Volkan Arslan

Personal information
- Full name: Volkan Arslan
- Date of birth: 29 August 1978 (age 47)
- Place of birth: Hanover, West Germany
- Height: 1.83 m (6 ft 0 in)

Team information
- Current team: Adana Demirspor

Youth career
- 1988–1996: Hannover 96

Senior career*
- Years: Team / Apps / (Gls)
- 1995–1999: Hannover 96 / 36 / (3)
- 1999–2000: Rot-Weiss Essen / 35 / (4)
- 2000–2002: Adanaspor / 62 / (11)
- 2002–2003: Kocaelispor / 16 / (1)
- 2003–2006: Galatasaray / 57 / (6)
- 2006–2007: Ankaraspor / 25 / (1)
- 2007–2008: Gaziantepspor / 25 / (0)
- 2008–2009: Antalyaspor / 10 / (0)
- 2009–2010: Ankaragücü / 4 / (0)
- 2010–2011: Orduspor / 15 / (1)
- 2011: Eyüpspor / 8 / (0)
- 2011–2012: Bozüyükspor / 3 / (0)
- Total:  / 296 / (27)

International career
- 1995: Turkey U-16 / 4 / (1)
- 1996: Turkey U-17 / 0 / (0)
- 1996: Turkey U-18 / 5 / (0)
- 2006: Turkey A2 / 2 / (0)
- 2003–2006: Turkey / 11 / (0)

Managerial career
- 2014–2017: Kasımpaşa (youth)
- 2017: Çaykur Rizespor (assistant)
- 2018: Alanyaspor (assistant)
- 2019: Sarıyer (assistant)
- 2020: Adana Demirspor (assistant)
- 2020–2021: Bayrampaşa
- 2021: İstanbulspor (assistant)

= Volkan Arslan =

Turkish footballer and coach

Volkan Arslan (born 29 August 1978) is a Turkish football coach and former player. Arslan played for Turkey at the U-16, U-17 and U-18 levels before he made his debut for the senior team in 2003.

==Club career==
Arslan began his career with local club Hannover 96. After making 36 league appearances for the club, Arslan was transferred to Rot-Weiss Essen. Adanaspor brought Arslan to the club in 2000. He joined Kocaelispor in 2002, spending six months with the club before moving to Galatasaray on 31 January 2003. After leaving Galatsaray, Arslan played for Ankaraspor, Gaziantepspor, Antalyaspor and MKE Ankaragücü.

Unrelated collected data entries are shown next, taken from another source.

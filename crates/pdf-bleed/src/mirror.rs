//! Mirrored bleed compositing
//!
//! Builds a raster enlarged by the bleed width on every side. The centre is a
//! verbatim copy of the rendered page; each border band is the adjacent edge
//! of the page reflected across the trim line, and each corner block is the
//! page corner reflected across both axes. Every operation is a whole-pixel
//! copy: no blending, no resampling.

use crate::options::OverlapPolicy;
use crate::raster::RasterFrame;
use crate::types::*;
use image::{RgbImage, imageops};
use log::debug;

/// Rendered page surrounded by its mirrored bleed
#[derive(Debug, Clone, PartialEq)]
pub struct MirroredFrame {
    pixels: RgbImage,
    bleed_px: u32,
    source_width: u32,
    source_height: u32,
}

impl MirroredFrame {
    pub fn width(&self) -> u32 {
        self.pixels.width()
    }

    pub fn height(&self) -> u32 {
        self.pixels.height()
    }

    pub fn bleed_px(&self) -> u32 {
        self.bleed_px
    }

    /// Size of the original frame copied into the centre
    pub fn source_size(&self) -> (u32, u32) {
        (self.source_width, self.source_height)
    }

    pub fn pixels(&self) -> &RgbImage {
        &self.pixels
    }
}

/// Owned copy of a rectangular block of `source`
fn block(source: &RgbImage, x: u32, y: u32, width: u32, height: u32) -> RgbImage {
    imageops::crop_imm(source, x, y, width, height).to_image()
}

/// Enlarge `frame` by `bleed_px` on every side, filling the border with
/// reflections of the frame's edges and corners. Consumes the frame.
pub fn mirror_frame(
    frame: RasterFrame,
    bleed_px: u32,
    policy: OverlapPolicy,
    page_index: usize,
) -> Result<MirroredFrame> {
    let source = frame.into_pixels();
    let (w, h) = source.dimensions();
    let b = bleed_px;

    if b > w.min(h) {
        return Err(BleedError::geometry(
            page_index,
            format!("bleed of {} px exceeds the rendered page ({} x {} px)", b, w, h),
        ));
    }
    if policy == OverlapPolicy::Reject && 2 * b > w.min(h) {
        return Err(BleedError::geometry(
            page_index,
            format!(
                "bleed of {} px exceeds half of the rendered page ({} x {} px)",
                b, w, h
            ),
        ));
    }

    let mut out = RgbImage::new(w + 2 * b, h + 2 * b);
    let (bi, wi, hi) = (b as i64, w as i64, h as i64);

    // Centre
    imageops::replace(&mut out, &source, bi, bi);

    if b > 0 {
        // Edges
        let top = imageops::flip_vertical(&block(&source, 0, 0, w, b));
        imageops::replace(&mut out, &top, bi, 0);

        let bottom = imageops::flip_vertical(&block(&source, 0, h - b, w, b));
        imageops::replace(&mut out, &bottom, bi, hi + bi);

        let left = imageops::flip_horizontal(&block(&source, 0, 0, b, h));
        imageops::replace(&mut out, &left, 0, bi);

        let right = imageops::flip_horizontal(&block(&source, w - b, 0, b, h));
        imageops::replace(&mut out, &right, wi + bi, bi);

        // Corners, reflected across both axes
        let corners = [
            (0, 0, 0, 0),
            (w - b, 0, wi + bi, 0),
            (0, h - b, 0, hi + bi),
            (w - b, h - b, wi + bi, hi + bi),
        ];
        for (sx, sy, dx, dy) in corners {
            let reflected = imageops::rotate180(&block(&source, sx, sy, b, b));
            imageops::replace(&mut out, &reflected, dx, dy);
        }
    }

    debug!(
        "Page {}: mirrored {} x {} px to {} x {} px",
        page_index + 1,
        w,
        h,
        out.width(),
        out.height()
    );

    Ok(MirroredFrame {
        pixels: out,
        bleed_px: b,
        source_width: w,
        source_height: h,
    })
}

On 19 August 2011, he signed for Bozüyükspor.

==International career==
Arslan has made eleven appearances for the Turkey national football team, including participating at the 2003 FIFA Confederations Cup. He also represented Turkey at the U-16 to U-18 levels, as well as making two appearances for the senior reserve team in 2006.